BAAWA Chief Assistant to the Assistant Chief Heckler
Fidei defensor (Hon. Antipodean)
Je pense, donc je suis Charlie.
default
2020-05-24 16:49:40 UTC
Permalink
On Sun, 24 May 2020 08:59:00 -0400, Don Martin
Post by Don Martin
Post by default
On Sat, 23 May 2020 09:38:03 -0400, Don Martin
Post by Don Martin
Post by default
On Wed, 20 May 2020 08:14:20 -0400, Don Martin
Post by Don Martin
Post by default
I almost never use baking powder and in this damp climate it always
goes bad before it gets used more than once, I had a rare desire for
pancakes this morning and no baking powder. I might have subbed
acetic acid or vinegar and baking soda, but hit on a different way.
Alka-Seltzer! Ground up some tabs and it worked like a champ.
And the pancakes make one's headaches go away (good news for those
hung over in the morning--_if_ they are capable of _eating_ any
pancakes).
(Me, I start the batter the night before with yeast, and add the eggs
in the morning).
recipe?
I bake rolls on average twice a week and am pretty good at it after
all these years, but have yet to concoct a decent yeast-risen pancake
batter.
Pancakes (scalable recipe)
1 quart buttermilk
3+ cups flour
1 stick butter
salt to taste
yeast
1/2 cup water
4 eggs
The night before, heat buttermilk in saucepan with stick of
butter floating in it. When butter melts, take off heat. In
a large bowl, put in flour (all-purpose wheat plus oat or
barley flour is my favorite) and salt. Make pit in the
center, put yeast in pit and pour in 1/2 cup warm water to
start. When milk/butter is the temperature of a hot bath,
add to flour mixture and whisk in until smooth. Put a plate
over the bowl and leave out overnight.
First thing in the morning, whisk down frothy mix in bowl,
add four eggs and whisk in. I prefer thin pancakes, and add
regular milk to get the right consistency at this time.

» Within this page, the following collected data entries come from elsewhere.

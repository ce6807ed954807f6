pub mod grade;
pub mod init;
pub mod validate;
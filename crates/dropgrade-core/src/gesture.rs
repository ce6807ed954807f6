//! Drag gesture state machine.
//!
//! A gesture moves through `Idle → Dragging → {Accepted, Reverted}`. Idle is
//! the absence of a [`DragGesture`]; a session hands one out when a drag
//! starts, the shell reports which zone the pointer is over while it moves,
//! and finishing the drag consumes the gesture and yields a final
//! [`GestureOutcome`]. The session turns that outcome into a single
//! `place` or `remove` on its placement store.

use serde::{Deserialize, Serialize};

use crate::model::{ElementId, Position, ZoneId};
use crate::session::InstanceId;

/// Phase of a drag as seen from the outside.
#[derive(Debug, Clone, Copy, PartialEq, Eq, Serialize, Deserialize)]
#[serde(rename_all = "lowercase")]
pub enum GesturePhase {
    Idle,
    Dragging,
    Accepted,
    Reverted,
}

impl GesturePhase {
    /// Phase of a possibly absent in-flight gesture.
    pub fn of(gesture: Option<&DragGesture>) -> Self {
        gesture.map_or(GesturePhase::Idle, DragGesture::phase)
    }
}

/// An element that is being dragged.
#[derive(Debug, Clone, PartialEq)]
pub struct DragGesture {
    instance: InstanceId,
    element: ElementId,
    origin: Option<ZoneId>,
    over: Option<ZoneId>,
}

impl DragGesture {
    pub(crate) fn start(instance: InstanceId, element: ElementId, origin: Option<ZoneId>) -> Self {
        Self {
            instance,
            element,
            origin,
            over: None,
        }
    }

    /// Session that started this gesture.
    pub fn instance(&self) -> InstanceId {
        self.instance
    }

    pub fn element(&self) -> ElementId {
        self.element
    }

    /// Zone the element sat in when the drag started.
    pub fn origin(&self) -> Option<ZoneId> {
        self.origin
    }

    /// Zone the pointer is currently over, if any.
    pub fn hovered(&self) -> Option<ZoneId> {
        self.over
    }

    pub fn phase(&self) -> GesturePhase {
        GesturePhase::Dragging
    }

    /// Pointer entered `zone`.
    pub fn enter(&mut self, zone: ZoneId) {
        self.over = Some(zone);
    }

    /// Pointer left `zone`. Leaving a zone other than the hovered one is ignored.
    pub fn leave(&mut self, zone: ZoneId) {
        if self.over == Some(zone) {
            self.over = None;
        }
    }
}

/// Final state of a finished gesture.
#[derive(Debug, Clone, Copy, PartialEq, Serialize, Deserialize)]
#[serde(tag = "outcome", rename_all = "lowercase")]
pub enum GestureOutcome {
    /// Dropped on an acceptable zone; the element now sits there.
    Accepted {
        element: ElementId,
        zone: ZoneId,
        #[serde(default)]
        position: Option<Position>,
    },
    /// Dropped anywhere else; the element is back at its home position and
    /// no longer in any zone. A session showing solutions, or a session the
    /// gesture did not start in, leaves its placements as they were.
    Reverted {
        element: ElementId,
        from: Option<ZoneId>,
    },
}

impl GestureOutcome {
    pub fn element(&self) -> ElementId {
        match self {
            GestureOutcome::Accepted { element, .. } | GestureOutcome::Reverted { element, .. } => {
                *element
            }
        }
    }

    pub fn phase(&self) -> GesturePhase {
        match self {
            GestureOutcome::Accepted { .. } => GesturePhase::Accepted,
            GestureOutcome::Reverted { .. } => GesturePhase::Reverted,
        }
    }
}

Set
aside to wait for everyone else to get up (cooks _are_ the
first up, right?); this is your chance to make bacon, sausage
or whatever your favorite source of your daily required
cholesterol may happen to be. Fry pancakes on a
hot, lightly oiled griddle until beautifully tan. Serve.
Thanks. I too am a believer in barley flour. Preferably the malted
variety "diastatic malt flour" or "crushed barley malt." You have to
use it sparingly (2 heaping Tbsp per 3 cups of wheat flour) or you
wind up with doughy bread but the enzymes do wonders for, the
lightness of the loaf, good flavor, and it keeps it fresh longer.
Crushed "crystal malt" is good for color and texture (along with fiber
since it contains barley hulls). It is malted barley that has been
toasted and the color ranges from pale to black. I put 70 lovibond
(color-pale),
Lately I've been toasting rolled oats and using that for an ingredient
and topping. Excellent IMO. I spray the rolls with water prior to
rising, and again after they are risen and I'm waiting on the oven to
heat - then the toppings stick very well.
I'll give the pancake recipe a go. (have to get some buttermilk)
Thanks again.
I've played around using store-bought buttermilk for a starter culture
- you end up with a much creamier and less acidic result. This was
primarily a way to keep milk for a few days without refrigeration back
when I was more nomadic.
I have used malt in the past, but got away from it when I made bread
less often (my late wife couldn't resist it and needed to). Back in
the 70s, I kept the same culture of starter going for five years, with
at least one batch per week, but more often two. I let the Kitchen
Aid mixer with dough hook do the heavy lifting until it broke (it was
the swing-up sort and its supporting arm was stressed by dough). I
couldn't afford to replace it at the time, so made bread less often,
losing the culture. I have a sturdier mixer now and should get back
into sourdough with a bit of malt.
Malt is good for the enzyme activity. One of the enzymes works up to
130F and the other 160. (the things you learn making beer) Yeast
really really likes barley malt and the sugars it produces (with
enzymes) more than the plain starch in wheat flour.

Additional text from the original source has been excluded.